YOUR OBJECTIVE: Go through the data below. Pull out every line that has the word "elapsed".

SUPPLIED DATA:

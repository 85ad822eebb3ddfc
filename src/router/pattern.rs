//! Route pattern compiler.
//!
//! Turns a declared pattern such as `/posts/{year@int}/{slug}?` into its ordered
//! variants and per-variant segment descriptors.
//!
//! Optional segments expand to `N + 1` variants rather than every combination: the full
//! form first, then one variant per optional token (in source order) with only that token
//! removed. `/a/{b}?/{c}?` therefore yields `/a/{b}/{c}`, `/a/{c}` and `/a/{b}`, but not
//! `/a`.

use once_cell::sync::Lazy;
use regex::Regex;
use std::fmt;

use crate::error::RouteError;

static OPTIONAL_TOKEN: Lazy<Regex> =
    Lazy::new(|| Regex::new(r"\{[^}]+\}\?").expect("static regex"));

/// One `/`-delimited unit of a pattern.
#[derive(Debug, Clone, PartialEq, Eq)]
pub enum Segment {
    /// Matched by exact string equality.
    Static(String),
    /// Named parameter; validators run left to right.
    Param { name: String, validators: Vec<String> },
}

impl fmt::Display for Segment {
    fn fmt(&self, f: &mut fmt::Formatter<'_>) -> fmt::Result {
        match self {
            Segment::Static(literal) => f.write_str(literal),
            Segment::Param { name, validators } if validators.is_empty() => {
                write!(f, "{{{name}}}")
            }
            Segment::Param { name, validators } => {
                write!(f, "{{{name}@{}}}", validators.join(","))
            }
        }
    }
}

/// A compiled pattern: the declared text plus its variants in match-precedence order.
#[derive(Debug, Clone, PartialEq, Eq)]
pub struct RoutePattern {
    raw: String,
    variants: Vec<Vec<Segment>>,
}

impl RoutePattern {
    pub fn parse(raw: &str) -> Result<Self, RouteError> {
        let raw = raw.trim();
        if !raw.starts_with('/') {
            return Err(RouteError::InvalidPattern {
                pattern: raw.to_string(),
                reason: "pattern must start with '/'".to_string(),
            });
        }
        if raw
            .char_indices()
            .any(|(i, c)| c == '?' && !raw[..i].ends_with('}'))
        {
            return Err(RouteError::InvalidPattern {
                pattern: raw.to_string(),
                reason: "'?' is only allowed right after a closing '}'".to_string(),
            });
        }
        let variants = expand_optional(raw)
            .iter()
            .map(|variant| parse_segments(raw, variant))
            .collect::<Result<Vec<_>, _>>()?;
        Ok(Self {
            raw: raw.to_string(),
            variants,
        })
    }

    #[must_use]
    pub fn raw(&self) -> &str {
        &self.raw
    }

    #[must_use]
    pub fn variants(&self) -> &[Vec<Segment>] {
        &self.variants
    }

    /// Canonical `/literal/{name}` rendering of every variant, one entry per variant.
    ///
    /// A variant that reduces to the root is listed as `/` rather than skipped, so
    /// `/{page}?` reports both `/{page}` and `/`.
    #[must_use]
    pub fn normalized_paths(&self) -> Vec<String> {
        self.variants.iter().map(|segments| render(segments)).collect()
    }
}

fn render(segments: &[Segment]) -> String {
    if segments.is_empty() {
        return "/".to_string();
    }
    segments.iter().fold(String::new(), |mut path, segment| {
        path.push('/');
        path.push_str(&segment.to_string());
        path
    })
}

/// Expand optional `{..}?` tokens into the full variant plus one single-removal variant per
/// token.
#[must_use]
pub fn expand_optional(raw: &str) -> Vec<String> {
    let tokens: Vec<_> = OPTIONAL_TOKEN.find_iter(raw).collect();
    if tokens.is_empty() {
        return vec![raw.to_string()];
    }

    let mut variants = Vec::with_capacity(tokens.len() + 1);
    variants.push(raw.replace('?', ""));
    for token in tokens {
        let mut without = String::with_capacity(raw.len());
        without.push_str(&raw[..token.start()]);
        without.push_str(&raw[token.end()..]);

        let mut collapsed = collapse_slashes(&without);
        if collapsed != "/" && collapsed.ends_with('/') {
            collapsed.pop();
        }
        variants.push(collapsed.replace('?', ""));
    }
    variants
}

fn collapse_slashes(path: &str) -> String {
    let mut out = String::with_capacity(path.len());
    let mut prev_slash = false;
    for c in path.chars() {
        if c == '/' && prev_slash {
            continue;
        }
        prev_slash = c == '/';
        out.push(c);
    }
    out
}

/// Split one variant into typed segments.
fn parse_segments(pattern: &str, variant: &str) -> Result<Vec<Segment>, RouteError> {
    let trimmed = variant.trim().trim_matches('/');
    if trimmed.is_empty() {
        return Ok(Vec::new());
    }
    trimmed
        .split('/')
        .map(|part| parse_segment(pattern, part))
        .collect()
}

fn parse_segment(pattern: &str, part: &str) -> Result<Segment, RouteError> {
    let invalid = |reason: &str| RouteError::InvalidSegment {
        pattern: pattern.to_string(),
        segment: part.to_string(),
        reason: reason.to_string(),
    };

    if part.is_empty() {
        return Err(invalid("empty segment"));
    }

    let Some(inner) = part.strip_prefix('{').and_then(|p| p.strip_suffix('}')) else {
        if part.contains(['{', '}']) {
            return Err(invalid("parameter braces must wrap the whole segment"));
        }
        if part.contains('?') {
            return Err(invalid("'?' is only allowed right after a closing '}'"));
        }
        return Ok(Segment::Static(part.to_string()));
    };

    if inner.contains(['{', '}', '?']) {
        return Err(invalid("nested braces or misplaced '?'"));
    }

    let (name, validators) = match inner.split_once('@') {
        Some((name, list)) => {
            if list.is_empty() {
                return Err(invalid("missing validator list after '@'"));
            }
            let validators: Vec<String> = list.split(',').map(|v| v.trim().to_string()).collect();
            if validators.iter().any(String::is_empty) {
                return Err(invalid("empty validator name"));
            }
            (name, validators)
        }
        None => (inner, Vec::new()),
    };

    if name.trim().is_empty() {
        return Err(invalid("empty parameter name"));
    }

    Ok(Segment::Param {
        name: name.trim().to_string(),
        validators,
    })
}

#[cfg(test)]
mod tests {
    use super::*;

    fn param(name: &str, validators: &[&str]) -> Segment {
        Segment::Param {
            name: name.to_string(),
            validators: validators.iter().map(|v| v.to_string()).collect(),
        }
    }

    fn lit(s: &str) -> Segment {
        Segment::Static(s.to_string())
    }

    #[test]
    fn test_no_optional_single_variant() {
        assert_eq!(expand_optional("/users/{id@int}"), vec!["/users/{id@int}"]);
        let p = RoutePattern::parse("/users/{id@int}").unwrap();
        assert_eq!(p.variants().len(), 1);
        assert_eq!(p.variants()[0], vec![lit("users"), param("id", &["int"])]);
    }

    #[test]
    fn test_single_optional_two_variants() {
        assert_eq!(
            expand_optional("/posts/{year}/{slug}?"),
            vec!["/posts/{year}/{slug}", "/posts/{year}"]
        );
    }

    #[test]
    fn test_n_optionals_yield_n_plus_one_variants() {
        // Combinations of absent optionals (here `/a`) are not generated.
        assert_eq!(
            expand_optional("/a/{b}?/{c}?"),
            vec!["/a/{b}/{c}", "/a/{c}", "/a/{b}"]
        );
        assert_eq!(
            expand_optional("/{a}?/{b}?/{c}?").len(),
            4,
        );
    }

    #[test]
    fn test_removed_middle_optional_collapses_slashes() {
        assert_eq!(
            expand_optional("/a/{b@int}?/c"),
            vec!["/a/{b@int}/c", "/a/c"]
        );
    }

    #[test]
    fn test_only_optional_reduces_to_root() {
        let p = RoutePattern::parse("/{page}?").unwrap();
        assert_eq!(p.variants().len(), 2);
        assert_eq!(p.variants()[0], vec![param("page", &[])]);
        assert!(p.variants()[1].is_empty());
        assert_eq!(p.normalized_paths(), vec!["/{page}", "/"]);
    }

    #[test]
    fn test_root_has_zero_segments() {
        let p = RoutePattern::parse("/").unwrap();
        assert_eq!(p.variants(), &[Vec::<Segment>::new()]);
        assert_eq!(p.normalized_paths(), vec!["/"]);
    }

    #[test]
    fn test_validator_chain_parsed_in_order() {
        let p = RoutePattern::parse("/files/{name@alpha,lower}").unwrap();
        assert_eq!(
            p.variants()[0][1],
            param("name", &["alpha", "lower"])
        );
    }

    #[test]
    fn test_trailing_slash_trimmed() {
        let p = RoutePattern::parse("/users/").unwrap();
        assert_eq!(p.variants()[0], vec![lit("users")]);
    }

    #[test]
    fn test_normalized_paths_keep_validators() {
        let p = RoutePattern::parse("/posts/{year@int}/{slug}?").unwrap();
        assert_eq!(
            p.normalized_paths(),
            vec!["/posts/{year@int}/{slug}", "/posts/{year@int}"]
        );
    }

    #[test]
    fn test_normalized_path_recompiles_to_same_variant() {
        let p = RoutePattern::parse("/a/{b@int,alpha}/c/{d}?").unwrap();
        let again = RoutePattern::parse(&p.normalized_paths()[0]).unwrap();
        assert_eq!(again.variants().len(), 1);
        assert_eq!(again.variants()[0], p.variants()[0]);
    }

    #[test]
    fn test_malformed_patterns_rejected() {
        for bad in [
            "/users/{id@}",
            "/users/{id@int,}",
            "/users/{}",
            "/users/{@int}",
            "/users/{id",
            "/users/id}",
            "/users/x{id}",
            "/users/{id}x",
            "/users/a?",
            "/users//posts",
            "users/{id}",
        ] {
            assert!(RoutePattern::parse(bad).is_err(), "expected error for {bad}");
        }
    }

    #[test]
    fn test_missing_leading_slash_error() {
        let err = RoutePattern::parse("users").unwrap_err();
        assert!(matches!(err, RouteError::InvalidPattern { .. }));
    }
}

---

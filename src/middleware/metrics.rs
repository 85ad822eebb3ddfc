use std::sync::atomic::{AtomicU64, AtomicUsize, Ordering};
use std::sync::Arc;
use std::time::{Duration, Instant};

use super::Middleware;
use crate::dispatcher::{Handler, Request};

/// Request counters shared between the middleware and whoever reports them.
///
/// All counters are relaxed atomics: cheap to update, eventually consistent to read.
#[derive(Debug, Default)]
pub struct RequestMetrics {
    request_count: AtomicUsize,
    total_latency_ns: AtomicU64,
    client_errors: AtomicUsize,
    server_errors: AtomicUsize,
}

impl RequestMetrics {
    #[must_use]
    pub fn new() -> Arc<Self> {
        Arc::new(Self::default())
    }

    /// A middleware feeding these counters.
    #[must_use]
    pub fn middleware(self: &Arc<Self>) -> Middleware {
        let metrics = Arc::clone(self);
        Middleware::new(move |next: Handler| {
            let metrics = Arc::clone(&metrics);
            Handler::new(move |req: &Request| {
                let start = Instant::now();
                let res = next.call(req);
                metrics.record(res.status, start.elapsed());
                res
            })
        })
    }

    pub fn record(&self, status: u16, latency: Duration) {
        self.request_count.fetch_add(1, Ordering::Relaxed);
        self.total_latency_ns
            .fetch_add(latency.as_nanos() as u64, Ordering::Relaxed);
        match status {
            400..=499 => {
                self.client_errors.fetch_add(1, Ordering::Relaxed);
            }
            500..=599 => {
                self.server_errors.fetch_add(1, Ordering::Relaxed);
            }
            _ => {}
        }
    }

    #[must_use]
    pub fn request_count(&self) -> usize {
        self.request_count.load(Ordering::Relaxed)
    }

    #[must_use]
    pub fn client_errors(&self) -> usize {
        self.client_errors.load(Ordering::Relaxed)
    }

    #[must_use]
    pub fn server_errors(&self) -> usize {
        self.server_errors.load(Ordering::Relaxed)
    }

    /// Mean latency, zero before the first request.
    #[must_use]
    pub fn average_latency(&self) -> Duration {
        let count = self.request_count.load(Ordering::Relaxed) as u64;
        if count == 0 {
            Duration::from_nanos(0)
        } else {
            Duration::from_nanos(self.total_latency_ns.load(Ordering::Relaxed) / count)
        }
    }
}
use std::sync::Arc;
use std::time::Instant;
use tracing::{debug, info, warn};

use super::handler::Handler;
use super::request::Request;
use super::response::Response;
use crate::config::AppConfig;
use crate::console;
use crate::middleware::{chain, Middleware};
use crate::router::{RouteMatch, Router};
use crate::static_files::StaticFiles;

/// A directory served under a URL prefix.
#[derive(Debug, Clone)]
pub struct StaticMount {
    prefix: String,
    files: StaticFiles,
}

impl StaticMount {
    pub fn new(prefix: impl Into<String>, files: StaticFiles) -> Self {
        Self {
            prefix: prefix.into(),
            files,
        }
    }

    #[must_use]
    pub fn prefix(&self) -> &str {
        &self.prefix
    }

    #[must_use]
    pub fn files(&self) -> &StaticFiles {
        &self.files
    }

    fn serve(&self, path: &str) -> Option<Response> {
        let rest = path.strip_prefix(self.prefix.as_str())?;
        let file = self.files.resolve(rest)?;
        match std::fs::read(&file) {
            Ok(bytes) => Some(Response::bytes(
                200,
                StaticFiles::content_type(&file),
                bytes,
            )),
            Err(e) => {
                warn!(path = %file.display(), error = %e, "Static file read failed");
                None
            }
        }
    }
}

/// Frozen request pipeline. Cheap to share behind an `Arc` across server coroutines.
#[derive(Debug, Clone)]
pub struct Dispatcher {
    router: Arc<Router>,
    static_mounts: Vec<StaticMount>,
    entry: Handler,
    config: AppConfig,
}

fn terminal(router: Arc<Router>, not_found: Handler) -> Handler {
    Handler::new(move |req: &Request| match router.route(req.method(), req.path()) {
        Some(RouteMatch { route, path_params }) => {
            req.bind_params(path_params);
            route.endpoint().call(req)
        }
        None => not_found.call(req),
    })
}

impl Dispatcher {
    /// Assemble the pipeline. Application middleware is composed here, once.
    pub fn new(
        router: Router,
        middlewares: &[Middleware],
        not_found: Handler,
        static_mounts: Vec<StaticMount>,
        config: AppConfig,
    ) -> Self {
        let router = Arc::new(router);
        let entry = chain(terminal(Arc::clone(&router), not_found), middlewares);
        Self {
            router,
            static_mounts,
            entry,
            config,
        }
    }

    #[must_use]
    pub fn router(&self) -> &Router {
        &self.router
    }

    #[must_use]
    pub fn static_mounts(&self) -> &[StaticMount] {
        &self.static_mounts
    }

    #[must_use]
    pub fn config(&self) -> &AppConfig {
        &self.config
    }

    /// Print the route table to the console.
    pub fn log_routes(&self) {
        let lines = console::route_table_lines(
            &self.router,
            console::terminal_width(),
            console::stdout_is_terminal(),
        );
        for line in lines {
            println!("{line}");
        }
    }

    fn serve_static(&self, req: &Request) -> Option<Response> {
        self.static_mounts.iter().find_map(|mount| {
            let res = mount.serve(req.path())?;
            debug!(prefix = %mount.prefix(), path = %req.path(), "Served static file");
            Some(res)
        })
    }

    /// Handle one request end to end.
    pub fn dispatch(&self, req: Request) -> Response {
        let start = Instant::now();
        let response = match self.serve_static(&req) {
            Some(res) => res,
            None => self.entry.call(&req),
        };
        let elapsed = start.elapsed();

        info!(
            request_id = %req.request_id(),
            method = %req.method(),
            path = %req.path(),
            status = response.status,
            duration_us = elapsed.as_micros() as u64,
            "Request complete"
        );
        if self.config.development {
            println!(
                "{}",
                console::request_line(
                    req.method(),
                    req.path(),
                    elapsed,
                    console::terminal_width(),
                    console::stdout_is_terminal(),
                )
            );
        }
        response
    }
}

---

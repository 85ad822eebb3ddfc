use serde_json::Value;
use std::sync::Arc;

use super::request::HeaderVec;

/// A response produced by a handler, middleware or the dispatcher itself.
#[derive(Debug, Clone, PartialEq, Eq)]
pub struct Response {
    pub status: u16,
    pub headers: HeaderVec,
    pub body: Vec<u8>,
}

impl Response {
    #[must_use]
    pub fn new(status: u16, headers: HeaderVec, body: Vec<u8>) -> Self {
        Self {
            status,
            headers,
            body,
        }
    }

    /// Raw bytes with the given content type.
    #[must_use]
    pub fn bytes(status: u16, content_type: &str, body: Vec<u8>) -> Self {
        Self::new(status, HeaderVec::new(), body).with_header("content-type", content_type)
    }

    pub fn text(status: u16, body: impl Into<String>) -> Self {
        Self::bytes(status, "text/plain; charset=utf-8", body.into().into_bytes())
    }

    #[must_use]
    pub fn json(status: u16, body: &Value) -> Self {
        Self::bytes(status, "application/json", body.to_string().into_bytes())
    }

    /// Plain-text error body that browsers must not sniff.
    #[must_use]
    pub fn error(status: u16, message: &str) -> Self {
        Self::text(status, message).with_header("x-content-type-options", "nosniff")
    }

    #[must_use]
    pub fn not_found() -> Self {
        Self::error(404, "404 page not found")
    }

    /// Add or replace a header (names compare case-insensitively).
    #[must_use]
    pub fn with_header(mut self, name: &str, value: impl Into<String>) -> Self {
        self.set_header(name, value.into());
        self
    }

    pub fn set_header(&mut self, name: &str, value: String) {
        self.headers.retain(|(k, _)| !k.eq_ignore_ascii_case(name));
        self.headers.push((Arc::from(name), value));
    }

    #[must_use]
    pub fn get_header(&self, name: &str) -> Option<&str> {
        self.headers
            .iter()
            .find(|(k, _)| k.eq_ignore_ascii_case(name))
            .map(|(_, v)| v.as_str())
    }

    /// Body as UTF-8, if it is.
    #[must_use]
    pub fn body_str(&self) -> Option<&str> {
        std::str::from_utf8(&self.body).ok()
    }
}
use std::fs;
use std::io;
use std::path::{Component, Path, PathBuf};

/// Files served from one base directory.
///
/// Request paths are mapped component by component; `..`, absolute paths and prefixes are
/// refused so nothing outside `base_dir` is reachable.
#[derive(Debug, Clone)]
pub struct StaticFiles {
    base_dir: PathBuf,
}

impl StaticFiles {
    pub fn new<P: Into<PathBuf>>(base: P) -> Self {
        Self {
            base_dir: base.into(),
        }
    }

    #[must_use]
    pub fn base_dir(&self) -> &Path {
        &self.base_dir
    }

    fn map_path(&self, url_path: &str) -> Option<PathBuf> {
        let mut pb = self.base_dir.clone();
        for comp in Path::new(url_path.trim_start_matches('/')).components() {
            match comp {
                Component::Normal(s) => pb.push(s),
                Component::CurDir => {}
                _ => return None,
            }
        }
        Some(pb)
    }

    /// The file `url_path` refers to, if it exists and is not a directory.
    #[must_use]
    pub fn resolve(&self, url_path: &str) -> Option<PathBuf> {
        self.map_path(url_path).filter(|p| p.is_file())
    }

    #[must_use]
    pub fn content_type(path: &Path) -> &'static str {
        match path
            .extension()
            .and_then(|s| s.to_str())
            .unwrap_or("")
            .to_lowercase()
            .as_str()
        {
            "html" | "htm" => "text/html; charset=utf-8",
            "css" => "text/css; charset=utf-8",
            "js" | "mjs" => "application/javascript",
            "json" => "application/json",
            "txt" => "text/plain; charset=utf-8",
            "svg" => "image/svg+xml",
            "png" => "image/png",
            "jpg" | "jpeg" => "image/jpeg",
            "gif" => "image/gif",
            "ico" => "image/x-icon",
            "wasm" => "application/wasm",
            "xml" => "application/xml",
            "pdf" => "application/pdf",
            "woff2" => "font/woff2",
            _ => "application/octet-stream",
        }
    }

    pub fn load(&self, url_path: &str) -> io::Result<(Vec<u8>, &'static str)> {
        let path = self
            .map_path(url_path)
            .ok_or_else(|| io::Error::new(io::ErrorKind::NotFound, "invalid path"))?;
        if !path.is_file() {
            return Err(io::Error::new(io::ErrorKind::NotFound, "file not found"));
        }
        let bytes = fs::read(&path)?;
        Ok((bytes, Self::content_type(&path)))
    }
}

RESPONSE TO THIS TASK:
                metrics.record(res.status, start.elapsed());
        let elapsed = start.elapsed();
            duration_us = elapsed.as_micros() as u64,
                    elapsed,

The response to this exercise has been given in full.